I would say it more strongly. The effect of a mutual holding company reorganization is to terminate or dilute the ownership interests of the mutual insurer's policyholders without compensation. Also, the mutual holding company concept is fundamentally flawed. If the implications were disclosed to and understood by policyholders, most would vote against the reorganization. On the other hand, if strong safeguards were added to protect the policyholders' ownership interests, prospective shareholders would be reluctant to invest in the reorganized enterprise.
The Eligibility Issue
As indicated on page 14 of Part 1 of the Policyholder Information Statement, only John Hancock policyholders are eligible for compensation. Thus policyholders of John Hancock Variable Life Insurance Company ("JHVL") are not eligible.
That is regrettable. JHVL policyholders should share in the distribution, for at least three reasons. First, they probably bought their policies from John Hancock agents. Second, the agents probably did not disclose the absence of rights that would have existed if the policies had been issued by John Hancock. Third, JHVL policyholders, through their premium payments, probably contributed--albeit indirectly--to the surplus of John Hancock. Thus John Hancock has at least a moral obligation to treat JHVL policyholders as though they are John Hancock policyholders.

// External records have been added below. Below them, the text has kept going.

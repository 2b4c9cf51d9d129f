//! Drives the target's JTAG finite state machine (FSM) by bit banging the
//! six signal lines.  This layer knows nothing about the MSP430 CPU; it
//! moves the TAP between states, shifts the instruction and data registers,
//! and toggles TCLK, the virtual CPU clock that is multiplexed onto TDI
//! whenever the TAP sits in Run-Test/Idle.
//!
//! Interrupts on the host won't cause failure because TCK has no minimum
//! switching speed, but no other code may touch the signal lines while a
//! shift is in flight.
//!
//! JTAG interface reference: <https://www.ti.com/lit/ug/slau320aj/slau320aj.pdf>
use log::{debug, warn};
use thiserror::Error;

use crate::signal::{Signal, SignalIo};

// JTAG instructions (pg. 14 of the interface reference):

/// Sets the MAB to the value shifted in with the next 16-bit data access.
/// The previous value in the JTAG MAB register is simultaneously shifted
/// out on TDO while the new address comes in through TDI.
pub const IR_ADDR_16BIT: u8 = 0x83;
/// Readout of the MAB with the next data access; the data sent on TDI is
/// ignored and the MAB is left unchanged.
pub const IR_ADDR_CAPTURE: u8 = 0x84;
/// Sets the MDB to the value shifted in with the next data access, driving
/// the memory location addressed by the JTAG MAB register.  Used to write
/// all memory locations of the target.
pub const IR_DATA_TO_ADDR: u8 = 0x85;
/// Sets the MDB with the next data access while the MAB stays under CPU
/// control (the PC supplies the address).
pub const IR_DATA_16BIT: u8 = 0x41;
/// Like [`IR_DATA_16BIT`] but auto-increments the PC by two on every
/// falling TCLK edge, for fast memory array access.  Cannot be used on
/// flash or dual-ported RAM.
pub const IR_DATA_QUICK: u8 = 0x43;
/// One-TCK delay line between TDI and TDO; loading it also performs
/// [`IR_CNTRL_SIG_RELEASE`].
pub const IR_BYPASS: u8 = 0xFF;
/// Sets the complete JTAG control signal register with the next data
/// access, shifting the previous value out on TDO.  The new value takes
/// effect when the TAP passes Update-DR.
pub const IR_CNTRL_SIG_16BIT: u8 = 0x13;
/// Readout of the JTAG control signal register with the next data access.
pub const IR_CNTRL_SIG_CAPTURE: u8 = 0x14;
/// Completely releases the CPU from JTAG control.
pub const IR_CNTRL_SIG_RELEASE: u8 = 0x15;
/// Switches the JTAG data register into PSA (signature analysis) mode.
pub const IR_DATA_PSA: u8 = 0x44;
/// Shifts out the PSA pattern generated by [`IR_DATA_PSA`].
pub const IR_SHIFT_OUT_PSA: u8 = 0x46;
/// Sets the target into program-fuse mode.
pub const IR_PREPARE_BLOW: u8 = 0x22;
/// Programs (blows) the access-protection fuse; must follow
/// [`IR_PREPARE_BLOW`].
pub const IR_EX_BLOW: u8 = 0x24;
/// JTAG mailbox exchange.
pub const IR_JMB_EXCHANGE: u8 = 0x61;

/// The 8-bit JTAG ID captured into the instruction register on every IR
/// scan.  Identical for all MSP430 devices (pg. 64 of the interface
/// reference).
pub const JTAG_ID: u8 = 0x89;

#[derive(Clone, Copy, PartialEq, Eq, Debug)]
pub enum TapState {
    Reset,
    Idle,
    SelectDr,
    CaptureDr,
    ShiftDr,
    Exit1Dr,
    PauseDr,
    Exit2Dr,
    UpdateDr,
    SelectIr,
    CaptureIr,
    ShiftIr,
    Exit1Ir,
    PauseIr,
    Exit2Ir,
    UpdateIr,
}

impl TapState {
    /// The IEEE 1149.1 state graph: where one TCK pulse moves the TAP,
    /// given the level on TMS.
    pub fn next(self, tms: bool) -> TapState {
        use TapState::*;
        match (self, tms) {
            (Reset, true) => Reset,
            (Reset, false) => Idle,
            (Idle, true) => SelectDr,
            (Idle, false) => Idle,
            (SelectDr, true) => SelectIr,
            (SelectDr, false) => CaptureDr,
            (CaptureDr, true) => Exit1Dr,
            (CaptureDr, false) => ShiftDr,
            (ShiftDr, true) => Exit1Dr,
            (ShiftDr, false) => ShiftDr,
            (Exit1Dr, true) => UpdateDr,
            (Exit1Dr, false) => PauseDr,
            (PauseDr, true) => Exit2Dr,
            (PauseDr, false) => PauseDr,
            (Exit2Dr, true) => UpdateDr,
            (Exit2Dr, false) => ShiftDr,
            (UpdateDr, true) => SelectDr,
            (UpdateDr, false) => Idle,
            (SelectIr, true) => Reset,
            (SelectIr, false) => CaptureIr,
            (CaptureIr, true) => Exit1Ir,
            (CaptureIr, false) => ShiftIr,
            (ShiftIr, true) => Exit1Ir,
            (ShiftIr, false) => ShiftIr,
            (Exit1Ir, true) => UpdateIr,
            (Exit1Ir, false) => PauseIr,
            (PauseIr, true) => Exit2Ir,
            (PauseIr, false) => PauseIr,
            (Exit2Ir, true) => UpdateIr,
            (Exit2Ir, false) => ShiftIr,
            (UpdateIr, true) => SelectDr,
            (UpdateIr, false) => Idle,
        }
    }
}

#[derive(Clone, Copy, PartialEq, Eq, Debug, Error)]
pub enum InitError {
    /// The IR scan after the entry sequence did not capture the JTAG ID.
    /// Either no target is present, the wiring is broken, or the security
    /// fuse is blown; the hardware exposes no way to tell these apart.
    #[error("IR scan captured {0:#04X}, expected JTAG ID 0x89")]
    BadJtagId(u8),
}

/// Keeps track of the state of the target's TAP and of the TCLK level, and
/// provides the two fundamental shift primitives everything else is built
/// from.  Every public operation begins and ends in Run-Test/Idle.
pub struct JtagFsm<T> {
    pub io: T,
    state: TapState,
    tclk: bool,
}

impl<T: SignalIo> JtagFsm<T> {
    /// Wrap an existing signal backend.  The TAP is assumed to be in an
    /// unknown state until [`init`](Self::init) walks it into Run-Test/Idle.
    pub fn new(io: T) -> Self {
        Self {
            io,
            state: TapState::Reset,
            tclk: false,
        }
    }

    /// One TCK pulse.  TMS must already be driven to `tms`; the tracked
    /// TAP state advances along the state graph.
    fn pulse(&mut self, tms: bool) {
        self.io.set(Signal::Tck, false);
        self.io.set(Signal::Tck, true);
        self.state = self.state.next(tms);
    }

    /// Drive TMS and clock once.
    fn clock(&mut self, tms: bool) {
        self.io.set(Signal::Tms, tms);
        self.pulse(tms);
    }

    /// Initializes the JTAG FSM to the Run-Test/Idle state.
    ///
    /// Configures the signal lines, runs the JTAG entry sequence for
    /// targets with shared JTAG/GPIO pins (case 2b of the interface
    /// reference, Fig. 2-13), resets the TAP into Test-Logic-Reset,
    /// drops to Run-Test/Idle with TCLK high, and performs the fuse
    /// check.  The fuse check has no status port, so the one detectable
    /// failure is a dead IR scan afterwards: the captured byte is
    /// compared against the fixed JTAG ID.
    pub fn init(&mut self) -> Result<(), InitError> {
        self.io.configure();

        // JTAG entry sequence: case 2b, Fig. 2-13
        self.io.set(Signal::Test, true);
        self.io.set(Signal::Test, false);
        self.io.set(Signal::Test, true);
        self.io.set(Signal::Rst, true);

        // Force the TAP to Test-Logic-Reset in case of a faulty fuse check
        self.io.set(Signal::Tms, true);
        for _ in 0..6 {
            self.pulse(true);
        }

        // One TMS-low clock into Run-Test/Idle, TDI left high so TCLK
        // starts at a defined level
        self.io.set(Signal::Tms, false);
        self.io.set(Signal::Tdi, true);
        self.tclk = true;
        self.pulse(false);
        debug_assert_eq!(self.state, TapState::Idle);

        // Fuse check: three TMS pulses whose low phase must last 5us or
        // more, or the security fuse silently blocks access
        for _ in 0..3 {
            self.io.set(Signal::Tms, false);
            self.io.delay_us(5);
            self.io.set(Signal::Tms, true);
        }
        self.io.set(Signal::Tms, false);
        debug!("TAP in Run-Test/Idle, fuse check done");

        let id = self.ir_shift(IR_BYPASS);
        if id != JTAG_ID {
            warn!("JTAG entry failed: IR scan captured {id:#04X}");
            return Err(InitError::BadJtagId(id));
        }
        Ok(())
    }

    /// Shifts an 8-bit JTAG instruction into the instruction register,
    /// LSB first.  One bit of the TAP's own ID output is captured from TDO
    /// for every bit of `instruction` clocked in; the captured byte is the
    /// JTAG ID whenever a target is answering.
    ///
    /// TDI doubles as TCLK, so the level driven during the return to
    /// Run-Test/Idle is restored to the tracked TCLK level.  Losing that
    /// level corrupts the target clock.
    pub fn ir_shift(&mut self, instruction: u8) -> u8 {
        debug_assert_eq!(self.state, TapState::Idle);
        let mut captured: u8 = 0;

        self.clock(true); // Select-DR
        self.clock(true); // Select-IR
        self.clock(false); // Capture-IR
        self.pulse(false); // Shift-IR

        for i in 0..7 {
            self.io.set(Signal::Tdi, (instruction >> i) & 1 == 1);
            self.pulse(false);
            if self.io.get(Signal::Tdo) {
                captured |= 1 << (7 - i);
            }
        }

        // MSB goes out together with the exit from Shift-IR
        self.io.set(Signal::Tms, true);
        self.io.set(Signal::Tdi, instruction >> 7 == 1);
        self.pulse(true); // Exit1-IR
        if self.io.get(Signal::Tdo) {
            captured |= 1;
        }

        self.io.set(Signal::Tdi, self.tclk);
        self.pulse(true); // Update-IR
        self.clock(false); // Run-Test/Idle

        for _ in 0..4 {
            self.pulse(false);
        }
        debug_assert_eq!(self.state, TapState::Idle);
        captured
    }

    /// Shifts a 16-bit word into whichever data register the last-written
    /// instruction selects, MSB first.
    ///
    /// Returns the value resident in that register *before* this call: the
    /// register captures on Capture-DR and shifts out while the new word
    /// shifts in, so the result is never an echo of `word` itself.  The
    /// TDI/TCLK restoration invariant of [`ir_shift`](Self::ir_shift)
    /// applies here too.
    pub fn dr_shift(&mut self, word: u16) -> u16 {
        debug_assert_eq!(self.state, TapState::Idle);
        let mut captured: u16 = 0;

        self.clock(true); // Select-DR
        self.clock(false); // Capture-DR
        self.pulse(false); // Shift-DR

        for i in (1..16).rev() {
            self.io.set(Signal::Tdi, (word >> i) & 1 == 1);
            self.pulse(false);
            if self.io.get(Signal::Tdo) {
                captured |= 1 << i;
            }
        }

        // LSB goes out together with the exit from Shift-DR
        self.io.set(Signal::Tms, true);
        self.io.set(Signal::Tdi, word & 1 == 1);
        self.pulse(true); // Exit1-DR
        if self.io.get(Signal::Tdo) {
            captured |= 1;
        }

        self.io.set(Signal::Tdi, self.tclk);
        self.pulse(true); // Update-DR
        self.clock(false); // Run-Test/Idle

        for _ in 0..4 {
            self.pulse(false);
        }
        debug_assert_eq!(self.state, TapState::Idle);
        captured
    }

    /// Rising edge of the virtual CPU clock.  Must only be called in
    /// Run-Test/Idle; the target is not pipelined, so a full clr/set cycle
    /// executes exactly one CPU step.
    pub fn set_tclk(&mut self) {
        debug_assert_eq!(self.state, TapState::Idle);
        self.io.set(Signal::Tdi, true);
        self.tclk = true;
    }

    /// Falling edge of the virtual CPU clock.  Must only be called in
    /// Run-Test/Idle.
    pub fn clr_tclk(&mut self) {
        debug_assert_eq!(self.state, TapState::Idle);
        self.io.set(Signal::Tdi, false);
        self.tclk = false;
    }
}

I am aware of the Massachusetts demutualization statute (Section 19E), which is reproduced beginning on page 71 of Part 1 of the Policyholder Information Statement, and I realize that the language of the statute appears to exclude JHVL policyholders from eligibility. Nonetheless, John Hancock, had it desired to do so, could have found a way to make JHVL policyholders eligible. As will be discussed later, John Hancock found a way to use the "historic plus prospective" method of distribution in spite of the language in the statute apparently requiring the "historic only" method.
The Allocation Formula
The formula used by John Hancock to allocate the variable component of the distribution among eligible policyholders is a matter of concern, for two reasons. First, the formula uses the historic plus prospective method, which considers past contributions to surplus and anticipated future contributions to surplus. Evaluating anticipated future contributions to surplus requires the use of assumptions extending far into the future. The historic plus prospective method is in contrast to the historic only method, which considers only past contributions to surplus. The historic plus prospective method favors recent buyers at the expense of long-time policyholders.
Second, John Hancock's allocation formula produces some strange results. For example, buyers of some large policies receive zero variable shares in the distribution, while buyers of some small policies receive significant numbers of variable shares.
The Historic Plus Prospective Method
The Massachusetts demutualization statute appears to prohibit the use of the historic plus prospective method, and appears to require the use of the historic only method. The statute says:
In exchange for all membership interests in the company, such plan shall give each eligible policyholder appropriate consideration. Said consideration shall be determinable under a fair and reasonable formula approved by the commissioner, and shall be based upon the insurer's entire surplus as shown by the insurer's financial statement most recently filed with the commissioner pursuant to section twenty-five, including all voluntary reserves but excluding contingently repayable funds and outstanding guaranty capital shares at the redemption value thereof, and without taking into account the value of nonadmitted assets or insurance business in force.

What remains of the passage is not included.